New Identita exhibition: an amazing world of Czech graphic design

With three floors and hundreds of exhibits, Identita is a new absorbing and eye-catching exhibition at Museum Kampa – and it is only one part of the overall project. Identita is in fact a multi-genre experience, which also comprises a series on Czech Television’s iVysílání service, a feature-length documentary, and a book that accompanies the exhibition.

Linda Kudrnovská | Photo: Tatiana Čabáková,  Czech Radio

“Is graphic design an art or a design?” “Does graphic design have its icons and legends?” “How do you recognise good graphic design?” These are the kind of questions that the new Identita exhibition at Museum Kampa seeks to answer. It engages visitors with a vibrant and interactive experience, and it shines a new light on some very familiar examples of Czech iconography. I went along to a special guided tour at the museum, ahead of Identita’s official opening on October 12th, and spoke to one of the curators: the design theorist Linda Kudrnovská. She, it is safe to say, lives and breathes graphic design:

Photo: Paseka publishing

“We have been working on the project for seven years, I would say. But it's a part of a longer experience. We had a typography magazine that was published in Prague, bilingually, for over ten years. It was called Typo. So typography and graphic design are basically my life.”

The project has been a long time in the making; Ms. Kudrnovská explained how the whole ‘world’ of Identita came about.

“Well, originally, the idea was to create a TV series of seven episodes, but we had a very naive idea of what cooperation with big institutions would look like. We thought it would be ready within like two years or something. But the whole process took us seven years, to get the TV series to the Czech television, and then to publish the book, and produce the movie, and organise this exhibition.”

Photo: Danny Bate,  Radio Prague International

The route around the exhibits begins on the ground floor of one of the buildings of Museum Kampa. The story begins with the birth of Czechoslovakia, and showcases designs for key icons of the new state, like the Czechoslovak flag itself. It leads the viewer through the imagery and styles of the first Czechoslovak republic, the Nazi-occupied protectorate, the communist era, and then up to the Velvet Revolution. Another room displays famous pieces of Czech public design, from the painted signs that mark tourist trails, to the symbolism of the Prague Metro. All around that room, the walls display instantly recognisable logos of well-known Czech companies and of specific municipalities across the country. Posters, books, film and television fill the rooms upstairs. The exhibition, which runs until February 2nd next year, successfully impresses on the visitor just how much graphic design there is in the world, and how we so often take it for granted.

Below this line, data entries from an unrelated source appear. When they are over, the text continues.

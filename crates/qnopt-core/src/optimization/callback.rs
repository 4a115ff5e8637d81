//! Progress printing for demos and interactive runs.

use crate::{
    core::evaluation::{EvaluationLogic, ProgressReport},
    error::{Result, ReturnCode},
    types::{DVector, Scalar},
};

/// Wraps a logic and prints the iteration trace to stdout.
///
/// Prints every `print_every` iterations; the wrapped logic still receives
/// every report and decides whether the run continues.
#[derive(Debug, Clone)]
pub struct PrintProgress<E> {
    inner: E,
    print_every: usize,
}

impl<E> PrintProgress<E> {
    /// Create a new progress printer.
    pub fn new(inner: E, print_every: usize) -> Self {
        Self {
            inner,
            print_every: print_every.max(1),
        }
    }

    /// Unwraps the logic.
    pub fn into_inner(self) -> E {
        self.inner
    }
}

impl<T: Scalar, E: EvaluationLogic<T>> EvaluationLogic<T> for PrintProgress<E> {
    fn evaluate(&mut self, x: &DVector<T>, step: T) -> Result<(T, DVector<T>)> {
        self.inner.evaluate(x, step)
    }

    fn value(&mut self, x: &DVector<T>) -> Result<T> {
        self.inner.value(x)
    }

    fn progress(&mut self, report: &ProgressReport<'_, T>) -> ReturnCode {
        if report.k % self.print_every == 0 {
            println!(
                "Iteration {}: fx = {}, xnorm = {}, gnorm = {}, step = {}, ls = {}",
                report.k, report.fx, report.xnorm, report.gnorm, report.step, report.ls
            );
        }
        self.inner.progress(report)
    }
}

Photo: Danny Bate,  Radio Prague International

Among the many rooms of exhibits, I asked what, if any, might be the curator’s favourite:

Photo: Danny Bate,  Radio Prague International

“It's very hard to say, of course, but if I have to mention one, I would say it's one particular book on the third floor in the very corner. And it's a book by Józef Báchal, who was a Czech writer and a painter. This book he himself wrote, designed, illustrated, and actually the whole book weighs twenty kilos. He produced, I think, twenty copies of those, and we have one of them here at the exhibition.”

The exhibition is a rich celebration of graphic design within Czechia and Czechoslovakia, but Ms. Kudrnovská also stressed the international aspect to the exhibits, and discussed the Czech contribution to the wider world of design:

Photo: Danny Bate,  Radio Prague International

“This is something that we that we really wanted to discover within this project. Of course, due to political regimes in Czechoslovakia, starting 1939 and ending 1989, the possibilities of the Czech designers to influence the world were limited slightly. Before that we had designers and artists such as Alphonse Mucha or Vojtěch Preissig, who lived and worked abroad. So, we have that long tradition.

“For me, the best discovery of this whole project is that the current type designers and graphic designers from the Czech Republic consider themselves Europeans. They do not really care about where they come from; they assume that the origin the country of origin is not really important, although they are very well aware of their roots and the tradition of Czech graphic and type design.”